■ Task statement
Write all of the entries again. Keep them exactly as they are.

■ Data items
★ ★ ★ ★

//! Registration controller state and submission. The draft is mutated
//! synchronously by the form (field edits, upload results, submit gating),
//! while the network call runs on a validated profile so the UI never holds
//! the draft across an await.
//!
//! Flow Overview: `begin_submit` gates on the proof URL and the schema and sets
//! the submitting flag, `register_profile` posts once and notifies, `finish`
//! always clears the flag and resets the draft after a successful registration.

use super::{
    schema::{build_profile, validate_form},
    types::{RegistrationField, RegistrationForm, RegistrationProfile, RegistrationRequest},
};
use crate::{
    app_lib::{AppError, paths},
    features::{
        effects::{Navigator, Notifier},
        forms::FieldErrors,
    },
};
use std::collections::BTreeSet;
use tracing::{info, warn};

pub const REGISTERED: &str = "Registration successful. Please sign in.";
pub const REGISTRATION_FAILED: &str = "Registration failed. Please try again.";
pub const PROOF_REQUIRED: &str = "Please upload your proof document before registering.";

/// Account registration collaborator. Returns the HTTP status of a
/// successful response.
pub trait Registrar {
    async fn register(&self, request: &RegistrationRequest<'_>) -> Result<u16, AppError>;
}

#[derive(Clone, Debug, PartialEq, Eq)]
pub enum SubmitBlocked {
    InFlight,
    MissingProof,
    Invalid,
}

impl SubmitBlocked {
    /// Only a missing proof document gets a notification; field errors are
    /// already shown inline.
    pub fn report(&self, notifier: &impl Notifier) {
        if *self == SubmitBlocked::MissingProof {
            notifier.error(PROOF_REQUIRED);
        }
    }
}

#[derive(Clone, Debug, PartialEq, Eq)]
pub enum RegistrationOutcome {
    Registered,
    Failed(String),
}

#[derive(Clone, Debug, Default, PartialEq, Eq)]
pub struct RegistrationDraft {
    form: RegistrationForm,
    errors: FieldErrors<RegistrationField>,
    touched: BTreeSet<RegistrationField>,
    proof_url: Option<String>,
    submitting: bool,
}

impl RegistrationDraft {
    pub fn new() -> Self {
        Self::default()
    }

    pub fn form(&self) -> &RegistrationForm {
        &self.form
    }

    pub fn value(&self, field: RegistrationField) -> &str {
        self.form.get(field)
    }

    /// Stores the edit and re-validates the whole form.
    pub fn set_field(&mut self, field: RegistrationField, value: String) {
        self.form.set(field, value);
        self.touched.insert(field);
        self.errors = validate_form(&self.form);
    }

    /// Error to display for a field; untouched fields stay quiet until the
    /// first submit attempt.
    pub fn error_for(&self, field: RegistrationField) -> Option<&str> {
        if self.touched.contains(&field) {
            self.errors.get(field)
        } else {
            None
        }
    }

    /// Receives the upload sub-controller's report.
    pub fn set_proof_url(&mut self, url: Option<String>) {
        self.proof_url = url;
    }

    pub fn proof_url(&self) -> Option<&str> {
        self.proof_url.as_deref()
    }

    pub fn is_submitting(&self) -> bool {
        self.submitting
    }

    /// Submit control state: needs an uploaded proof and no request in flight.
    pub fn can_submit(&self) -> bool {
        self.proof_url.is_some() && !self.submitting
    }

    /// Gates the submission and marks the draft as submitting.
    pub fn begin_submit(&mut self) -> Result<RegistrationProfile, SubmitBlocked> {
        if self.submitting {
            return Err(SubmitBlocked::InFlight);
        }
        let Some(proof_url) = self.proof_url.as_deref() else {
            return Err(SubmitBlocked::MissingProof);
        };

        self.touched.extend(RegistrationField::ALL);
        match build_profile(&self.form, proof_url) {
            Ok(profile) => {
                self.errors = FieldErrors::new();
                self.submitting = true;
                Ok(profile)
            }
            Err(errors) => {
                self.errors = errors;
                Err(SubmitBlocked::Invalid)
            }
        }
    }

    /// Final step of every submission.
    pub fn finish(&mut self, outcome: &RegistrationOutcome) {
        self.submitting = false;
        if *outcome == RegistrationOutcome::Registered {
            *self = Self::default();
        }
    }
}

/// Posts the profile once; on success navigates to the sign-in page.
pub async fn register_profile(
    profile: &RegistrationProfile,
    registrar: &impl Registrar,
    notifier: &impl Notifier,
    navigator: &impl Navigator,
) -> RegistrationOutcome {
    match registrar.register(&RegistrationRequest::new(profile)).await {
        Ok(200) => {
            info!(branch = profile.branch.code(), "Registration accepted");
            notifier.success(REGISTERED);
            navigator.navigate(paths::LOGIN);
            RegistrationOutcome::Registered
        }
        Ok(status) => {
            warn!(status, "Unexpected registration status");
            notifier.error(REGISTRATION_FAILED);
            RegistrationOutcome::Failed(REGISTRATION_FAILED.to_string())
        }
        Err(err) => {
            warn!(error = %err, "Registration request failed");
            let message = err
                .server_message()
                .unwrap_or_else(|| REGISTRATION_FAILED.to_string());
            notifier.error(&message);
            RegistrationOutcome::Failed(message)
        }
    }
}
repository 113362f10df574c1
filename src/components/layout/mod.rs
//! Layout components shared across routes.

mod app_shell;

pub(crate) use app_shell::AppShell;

★ ★ ★ ★

■ Solved problem
//! Registration controller state and submission. The draft is mutated
//! synchronously by the form (field edits, upload results, submit gating),
//! while the network call runs on a validated profile so the UI never holds
//! the draft across an await.
//!
//! Flow Overview: `begin_submit` gates on the proof URL and the schema and sets
//! the submitting flag, `register_profile` posts once and notifies, `finish`
//! always clears the flag and resets the draft after a successful registration.

use super::{
    schema::{build_profile, validate_form},
    types::{RegistrationField, RegistrationForm, RegistrationProfile, RegistrationRequest},
};
use crate::{
    app_lib::{AppError, paths},
    features::{
        effects::{Navigator, Notifier},
        forms::FieldErrors,
    },
};
use std::collections::BTreeSet;
use tracing::{info, warn};

pub const REGISTERED: &str = "Registration successful. Please sign in.";
pub const REGISTRATION_FAILED: &str = "Registration failed. Please try again.";
pub const PROOF_REQUIRED: &str = "Please upload your proof document before registering.";

/// Account registration collaborator. Returns the HTTP status of a
/// successful response.
pub trait Registrar {
    async fn register(&self, request: &RegistrationRequest<'_>) -> Result<u16, AppError>;
}

#[derive(Clone, Debug, PartialEq, Eq)]
pub enum SubmitBlocked {
    InFlight,
    MissingProof,
    Invalid,
}

impl SubmitBlocked {
    /// Only a missing proof document gets a notification; field errors are
    /// already shown inline.
    pub fn report(&self, notifier: &impl Notifier) {
        if *self == SubmitBlocked::MissingProof {
            notifier.error(PROOF_REQUIRED);
        }
    }
}

#[derive(Clone, Debug, PartialEq, Eq)]
pub enum RegistrationOutcome {
    Registered,
    Failed(String),
}

#[derive(Clone, Debug, Default, PartialEq, Eq)]
pub struct RegistrationDraft {
    form: RegistrationForm,
    errors: FieldErrors<RegistrationField>,
    touched: BTreeSet<RegistrationField>,
    proof_url: Option<String>,
    submitting: bool,
}

impl RegistrationDraft {
    pub fn new() -> Self {
        Self::default()
    }

    pub fn form(&self) -> &RegistrationForm {
        &self.form
    }

    pub fn value(&self, field: RegistrationField) -> &str {
        self.form.get(field)
    }

    /// Stores the edit and re-validates the whole form.
    pub fn set_field(&mut self, field: RegistrationField, value: String) {
        self.form.set(field, value);
        self.touched.insert(field);
        self.errors = validate_form(&self.form);
    }

    /// Error to display for a field; untouched fields stay quiet until the
    /// first submit attempt.
    pub fn error_for(&self, field: RegistrationField) -> Option<&str> {
        if self.touched.contains(&field) {
            self.errors.get(field)
        } else {
            None
        }
    }

    /// Receives the upload sub-controller's report.
    pub fn set_proof_url(&mut self, url: Option<String>) {
        self.proof_url = url;
    }

    pub fn proof_url(&self) -> Option<&str> {
        self.proof_url.as_deref()
    }

    pub fn is_submitting(&self) -> bool {
        self.submitting
    }

    /// Submit control state: needs an uploaded proof and no request in flight.
    pub fn can_submit(&self) -> bool {
        self.proof_url.is_some() && !self.submitting
    }

    /// Gates the submission and marks the draft as submitting.
    pub fn begin_submit(&mut self) -> Result<RegistrationProfile, SubmitBlocked> {
        if self.submitting {
            return Err(SubmitBlocked::InFlight);
        }
        let Some(proof_url) = self.proof_url.as_deref() else {
            return Err(SubmitBlocked::MissingProof);
        };

        self.touched.extend(RegistrationField::ALL);
        match build_profile(&self.form, proof_url) {
            Ok(profile) => {
                self.errors = FieldErrors::new();
                self.submitting = true;
                Ok(profile)
            }
            Err(errors) => {
                self.errors = errors;
                Err(SubmitBlocked::Invalid)
            }
        }
    }

    /// Final step of every submission.
    pub fn finish(&mut self, outcome: &RegistrationOutcome) {
        self.submitting = false;
        if *outcome == RegistrationOutcome::Registered {
            *self = Self::default();
        }
    }
}

/// Posts the profile once; on success navigates to the sign-in page.
pub async fn register_profile(
    profile: &RegistrationProfile,
    registrar: &impl Registrar,
    notifier: &impl Notifier,
    navigator: &impl Navigator,
) -> RegistrationOutcome {
    match registrar.register(&RegistrationRequest::new(profile)).await {
        Ok(200) => {
            info!(branch = profile.branch.code(), "Registration accepted");
            notifier.success(REGISTERED);
            navigator.navigate(paths::LOGIN);
            RegistrationOutcome::Registered
        }
        Ok(status) => {
            warn!(status, "Unexpected registration status");
            notifier.error(REGISTRATION_FAILED);
            RegistrationOutcome::Failed(REGISTRATION_FAILED.to_string())
        }
        Err(err) => {
            warn!(error = %err, "Registration request failed");
            let message = err
                .server_message()
                .unwrap_or_else(|| REGISTRATION_FAILED.to_string());
            notifier.error(&message);
            RegistrationOutcome::Failed(message)
        }
    }
}
repository 113362f10df574c1
filename src/components/layout/mod.rs
//! Layout components shared across routes.

mod app_shell;

pub(crate) use app_shell::AppShell;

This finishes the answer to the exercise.